The simple truth, though, is marketing often gets relegated to the bottom of the priority list. Even with the best intentions, many health care professionals don’t realize they aren’t meeting a basic level of marketing. As a result, their marketing is stuck. Fortunately, poor-quality marketing is not difficult to diagnose: It’s as simple as checking your vitals.
These are four red flags that will signal your practice’s marketing program needs treatment.
1. Your untrained, overwhelmed office staff is running your marketing.
Office managers run the ship. They keep records in order, work with insurance companies and provide service to patients on the phone and in person. The last thing they have the time or skills to do is marketing. Yet, sending out marketing emails often falls into the laps of your office staff. If your staff is running your marketing, that is a clear sign you’re not getting the most out of it.
2. You are breaking the bank on overpriced consultants.
So, maybe you’ve figured out that your office manager should not be your marketing manager, and you have turned to a marketing consultant to tackle the issue. Problem solved, right? Wrong. While these experts can offer insightful advice, they are cost prohibitive for most practices. Even if their insights on sophisticated marketing tactics are compelling and lead to an increase in revenue, these consultants don’t generate return on investment (ROI) because they cost an arm and a leg.

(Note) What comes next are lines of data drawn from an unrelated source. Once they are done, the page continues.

//! In-memory score handed over by the (external) file parser.

use crate::synth::{PitchId, Trigger};

/// 1-based MIDI channel reserved for percussion.
pub const PERCUSSION_CHANNEL: u8 = 10;

/// Hold used for notes whose duration the parser could not determine.
pub const DEFAULT_NOTE_MICROS: u64 = 250_000;

#[derive(Debug, Clone, Default, PartialEq)]
pub struct Score {
    pub tracks: Vec<ScoreTrack>,
}

#[derive(Debug, Clone, PartialEq)]
pub struct ScoreTrack {
    /// 1-based MIDI channel.
    pub channel: u8,
    /// General MIDI program (0-based); ignored on the percussion channel.
    pub program: u8,
    /// Notes sorted by `start_micros`.
    pub notes: Vec<ScoreNote>,
}

#[derive(Debug, Clone, Copy, PartialEq, Eq)]
pub struct ScoreNote {
    pub start_micros: u64,
    /// MIDI key: a pitch on melodic tracks, a kit piece on percussion.
    pub key: u8,
    pub duration_micros: Option<u64>,
}

impl ScoreNote {
    pub fn duration_micros(&self) -> u64 {
        self.duration_micros.unwrap_or(DEFAULT_NOTE_MICROS)
    }
}

impl ScoreTrack {
    pub fn new(channel: u8, program: u8, mut notes: Vec<ScoreNote>) -> Self {
        notes.sort_by_key(|n| n.start_micros);
        Self {
            channel,
            program,
            notes,
        }
    }

    pub fn is_percussion(&self) -> bool {
        self.channel == PERCUSSION_CHANNEL
    }

    /// `(pitch, longest lifetime in ms)` for every distinct pitch played.
    pub fn voice_lifetimes(&self) -> Vec<(PitchId, u64)> {
        let mut lifetimes: Vec<(PitchId, u64)> = Vec::new();
        for note in &self.notes {
            let pitch = PitchId::from_midi(note.key);
            let ms = note.duration_micros() / 1000;
            match lifetimes.iter_mut().find(|(p, _)| *p == pitch) {
                Some(entry) => entry.1 = entry.1.max(ms),
                None => lifetimes.push((pitch, ms)),
            }
        }
        lifetimes
    }

    /// The trigger this track's synth expects for `note`.
    pub fn trigger_for(&self, note: &ScoreNote) -> Trigger {
        if self.is_percussion() {
            Trigger::Hit { key: note.key }
        } else {
            Trigger::Note {
                pitch: PitchId::from_midi(note.key),
                lifetime_micros: note.duration_micros(),
            }
        }
    }
}

impl Score {
    /// Time of the last note release, in microseconds.
    pub fn duration_micros(&self) -> u64 {
        self.tracks
            .iter()
            .flat_map(|t| t.notes.iter())
            .map(|n| n.start_micros + n.duration_micros())
            .max()
            .unwrap_or(0)
    }
}

#[cfg(test)]
mod tests {
    use super::*;

    fn note(start_micros: u64, key: u8, duration_micros: Option<u64>) -> ScoreNote {
        ScoreNote {
            start_micros,
            key,
            duration_micros,
        }
    }

    #[test]
    fn notes_are_sorted_on_construction() {
        let track = ScoreTrack::new(1, 0, vec![note(500, 60, None), note(0, 62, None)]);
        assert_eq!(track.notes[0].start_micros, 0);
    }

    #[test]
    fn lifetimes_keep_the_longest_duration() {
        let track = ScoreTrack::new(
            1,
            0,
            vec![
                note(0, 60, Some(100_000)),
                note(10, 60, Some(300_000)),
                note(20, 64, None),
            ],
        );
        let lifetimes = track.voice_lifetimes();
        assert_eq!(lifetimes.len(), 2);
        assert!(lifetimes.contains(&(PitchId::from_midi(60), 300)));
        assert!(lifetimes.contains(&(PitchId::from_midi(64), 250)));
    }

    #[test]
    fn triggers_depend_on_channel() {
        let drums = ScoreTrack::new(PERCUSSION_CHANNEL, 0, vec![note(0, 36, None)]);
        assert_eq!(drums.trigger_for(&drums.notes[0]), Trigger::Hit { key: 36 });

        let keys = ScoreTrack::new(2, 0, vec![note(0, 69, Some(1_000))]);
        assert_eq!(
            keys.trigger_for(&keys.notes[0]),
            Trigger::Note {
                pitch: PitchId::from_hz(440.0),
                lifetime_micros: 1_000
            }
        );
    }

    #[test]
    fn score_duration_covers_last_release() {
        let score = Score {
            tracks: vec![
                ScoreTrack::new(1, 0, vec![note(0, 60, Some(1_000_000))]),
                ScoreTrack::new(2, 0, vec![note(500_000, 60, None)]),
            ],
        };
        assert_eq!(score.duration_micros(), 1_000_000);
    }
}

Plus, they likely don’t provide the necessary results data for you to optimize future campaigns and objectively measure your real ROI.
3. Measurement is missing from your program.
Digital marketing allows you to track the effectiveness of any marketing campaign, and if you are not measuring your campaigns, you’re not getting the most out of your marketing program. You should be using these metrics to help inform subsequent campaigns and understand what is and isn’t working. If, instead, you are simply relying on anecdotal evidence, such as a perceived increase in phone calls after you run a print ad, your program needs help. Just because the phone rings, it doesn’t mean your marketing is working. Stick to the numbers that can be tracked to ensure your marketing efforts are truly helping to generate business.
4. You are only focused on patient acquisition.
If you are focusing all your marketing efforts on chasing new patients, that is a sign you aren’t getting the most out of your marketing. New patients generate, on average, a mere 13% of revenue, while existing patients generate an average of 40% of revenue and 32% of referrals. Your marketing efforts should be focused on getting your existing patients to spend more money. Additionally, you want current patients to refer your services to their friends. Don’t waste all your money on new prospects, which can cost $1,000 a person to acquire. Instead, develop a system in which you are targeting your current clients and driving them to spread the word to their friends.
Once you understand that your staff should focus solely on caring for patients, you’ll know it’s time to change your marketing approach. Effective marketing requires a sophisticated approach without breaking the bank.